> **Assignment**:
Which lines of the entries contain the string "that"? Please find them and copy them.

◇ ◇ ◇

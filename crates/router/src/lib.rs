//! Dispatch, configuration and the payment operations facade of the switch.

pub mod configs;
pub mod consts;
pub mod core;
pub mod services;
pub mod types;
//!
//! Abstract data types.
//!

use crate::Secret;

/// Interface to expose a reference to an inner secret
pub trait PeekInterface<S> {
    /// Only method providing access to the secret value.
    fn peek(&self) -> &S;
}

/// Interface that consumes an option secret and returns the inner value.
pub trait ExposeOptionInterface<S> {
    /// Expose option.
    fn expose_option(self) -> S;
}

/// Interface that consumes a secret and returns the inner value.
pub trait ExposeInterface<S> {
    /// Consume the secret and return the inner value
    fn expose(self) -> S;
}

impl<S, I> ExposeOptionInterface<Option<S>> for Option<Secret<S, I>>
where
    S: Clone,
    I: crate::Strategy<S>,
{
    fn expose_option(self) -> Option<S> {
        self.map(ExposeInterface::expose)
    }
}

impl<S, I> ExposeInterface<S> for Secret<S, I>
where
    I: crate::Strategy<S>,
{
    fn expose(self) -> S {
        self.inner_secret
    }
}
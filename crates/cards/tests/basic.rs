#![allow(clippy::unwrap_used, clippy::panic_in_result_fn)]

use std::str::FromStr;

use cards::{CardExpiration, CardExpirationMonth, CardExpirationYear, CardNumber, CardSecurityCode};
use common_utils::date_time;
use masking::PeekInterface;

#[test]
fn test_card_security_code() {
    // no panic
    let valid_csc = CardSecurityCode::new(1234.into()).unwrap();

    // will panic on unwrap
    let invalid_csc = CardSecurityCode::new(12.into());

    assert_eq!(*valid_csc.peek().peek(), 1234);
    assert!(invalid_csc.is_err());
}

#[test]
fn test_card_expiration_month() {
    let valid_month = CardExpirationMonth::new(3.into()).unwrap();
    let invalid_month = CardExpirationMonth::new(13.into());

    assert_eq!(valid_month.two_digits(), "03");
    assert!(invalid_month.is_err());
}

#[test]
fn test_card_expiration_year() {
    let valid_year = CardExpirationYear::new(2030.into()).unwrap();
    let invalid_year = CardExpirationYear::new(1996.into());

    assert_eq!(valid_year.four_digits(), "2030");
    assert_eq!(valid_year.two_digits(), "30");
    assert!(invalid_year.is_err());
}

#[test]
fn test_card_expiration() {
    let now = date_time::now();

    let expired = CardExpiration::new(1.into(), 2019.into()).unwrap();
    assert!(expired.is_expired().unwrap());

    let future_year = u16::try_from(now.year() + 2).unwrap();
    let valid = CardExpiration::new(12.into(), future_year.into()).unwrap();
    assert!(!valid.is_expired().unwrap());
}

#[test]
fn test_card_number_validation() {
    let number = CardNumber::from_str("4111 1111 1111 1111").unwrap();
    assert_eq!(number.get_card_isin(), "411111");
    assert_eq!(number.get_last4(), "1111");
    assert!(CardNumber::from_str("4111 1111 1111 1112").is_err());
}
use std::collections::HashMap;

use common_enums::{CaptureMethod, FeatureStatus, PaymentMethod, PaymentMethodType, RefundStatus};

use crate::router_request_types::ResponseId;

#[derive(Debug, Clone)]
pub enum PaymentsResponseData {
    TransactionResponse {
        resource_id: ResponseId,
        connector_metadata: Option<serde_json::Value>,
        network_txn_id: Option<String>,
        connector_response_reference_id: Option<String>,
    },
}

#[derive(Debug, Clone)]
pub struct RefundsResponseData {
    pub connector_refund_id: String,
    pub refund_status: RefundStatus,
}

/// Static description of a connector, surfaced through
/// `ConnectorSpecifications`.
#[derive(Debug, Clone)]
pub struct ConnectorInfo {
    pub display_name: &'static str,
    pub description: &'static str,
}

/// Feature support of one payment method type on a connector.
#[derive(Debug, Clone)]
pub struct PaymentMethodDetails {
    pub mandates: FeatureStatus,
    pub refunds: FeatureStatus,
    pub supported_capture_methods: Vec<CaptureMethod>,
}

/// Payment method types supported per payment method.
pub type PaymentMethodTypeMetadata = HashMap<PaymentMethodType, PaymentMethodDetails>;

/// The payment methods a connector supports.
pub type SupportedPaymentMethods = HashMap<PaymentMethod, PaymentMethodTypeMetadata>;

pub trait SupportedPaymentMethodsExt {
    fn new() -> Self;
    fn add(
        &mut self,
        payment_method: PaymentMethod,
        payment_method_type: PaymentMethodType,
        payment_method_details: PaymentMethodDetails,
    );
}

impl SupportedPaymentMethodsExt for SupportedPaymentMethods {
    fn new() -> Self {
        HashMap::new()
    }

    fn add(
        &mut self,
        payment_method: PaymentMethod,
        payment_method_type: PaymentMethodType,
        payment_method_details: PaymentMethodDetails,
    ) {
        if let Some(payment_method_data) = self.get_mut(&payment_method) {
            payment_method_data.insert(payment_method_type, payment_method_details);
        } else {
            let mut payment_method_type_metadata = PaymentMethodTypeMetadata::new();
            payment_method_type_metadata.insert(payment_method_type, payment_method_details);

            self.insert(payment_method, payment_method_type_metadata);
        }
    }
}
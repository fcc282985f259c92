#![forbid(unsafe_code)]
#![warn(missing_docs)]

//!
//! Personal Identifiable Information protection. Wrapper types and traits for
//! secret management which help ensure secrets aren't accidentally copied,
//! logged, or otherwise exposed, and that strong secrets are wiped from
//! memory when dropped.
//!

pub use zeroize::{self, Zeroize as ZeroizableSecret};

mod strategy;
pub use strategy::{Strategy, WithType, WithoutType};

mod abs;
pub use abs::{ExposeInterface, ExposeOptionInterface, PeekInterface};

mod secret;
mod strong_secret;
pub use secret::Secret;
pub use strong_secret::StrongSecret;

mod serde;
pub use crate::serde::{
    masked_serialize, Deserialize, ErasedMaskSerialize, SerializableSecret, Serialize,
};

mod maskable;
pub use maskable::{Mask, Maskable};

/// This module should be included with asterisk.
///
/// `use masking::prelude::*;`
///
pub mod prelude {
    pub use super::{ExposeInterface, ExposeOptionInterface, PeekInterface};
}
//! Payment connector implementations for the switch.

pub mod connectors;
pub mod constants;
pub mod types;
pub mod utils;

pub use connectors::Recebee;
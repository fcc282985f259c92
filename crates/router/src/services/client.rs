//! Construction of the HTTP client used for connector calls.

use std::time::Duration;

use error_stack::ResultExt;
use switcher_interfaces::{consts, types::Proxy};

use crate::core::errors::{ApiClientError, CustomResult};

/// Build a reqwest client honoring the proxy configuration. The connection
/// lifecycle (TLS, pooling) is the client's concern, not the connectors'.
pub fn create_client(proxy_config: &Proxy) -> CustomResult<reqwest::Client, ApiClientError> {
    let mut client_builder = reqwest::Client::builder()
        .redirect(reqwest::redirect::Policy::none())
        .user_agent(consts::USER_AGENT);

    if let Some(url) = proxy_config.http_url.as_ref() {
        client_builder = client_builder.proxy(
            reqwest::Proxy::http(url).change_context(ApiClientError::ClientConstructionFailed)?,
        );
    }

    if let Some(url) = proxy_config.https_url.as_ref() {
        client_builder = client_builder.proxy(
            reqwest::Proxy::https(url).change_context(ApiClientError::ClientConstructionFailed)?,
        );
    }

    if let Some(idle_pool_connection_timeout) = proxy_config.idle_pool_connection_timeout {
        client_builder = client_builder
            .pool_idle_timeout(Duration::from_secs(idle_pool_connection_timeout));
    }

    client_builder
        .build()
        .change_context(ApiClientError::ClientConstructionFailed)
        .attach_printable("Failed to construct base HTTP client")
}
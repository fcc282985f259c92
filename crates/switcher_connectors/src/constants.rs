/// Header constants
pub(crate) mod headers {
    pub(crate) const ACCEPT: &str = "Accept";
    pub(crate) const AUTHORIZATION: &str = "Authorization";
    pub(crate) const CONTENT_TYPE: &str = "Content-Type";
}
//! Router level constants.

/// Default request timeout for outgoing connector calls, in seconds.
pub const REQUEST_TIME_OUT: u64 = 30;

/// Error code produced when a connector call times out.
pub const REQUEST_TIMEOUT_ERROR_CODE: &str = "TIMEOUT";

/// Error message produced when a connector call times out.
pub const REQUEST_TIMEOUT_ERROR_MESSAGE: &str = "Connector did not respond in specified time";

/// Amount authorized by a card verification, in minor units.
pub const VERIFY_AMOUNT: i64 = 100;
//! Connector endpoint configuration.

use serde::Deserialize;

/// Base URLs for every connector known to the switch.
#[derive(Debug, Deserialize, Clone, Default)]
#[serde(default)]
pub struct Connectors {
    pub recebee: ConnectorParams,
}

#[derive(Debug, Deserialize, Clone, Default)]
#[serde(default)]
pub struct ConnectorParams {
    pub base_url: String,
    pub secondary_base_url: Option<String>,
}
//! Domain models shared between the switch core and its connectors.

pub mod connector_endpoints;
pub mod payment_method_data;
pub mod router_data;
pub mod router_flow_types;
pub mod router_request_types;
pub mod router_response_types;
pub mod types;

◇ ◇ ◇

> **Response area**:
/// Interface that consumes an option secret and returns the inner value.
/// Interface that consumes a secret and returns the inner value.
//! logged, or otherwise exposed, and that strong secrets are wiped from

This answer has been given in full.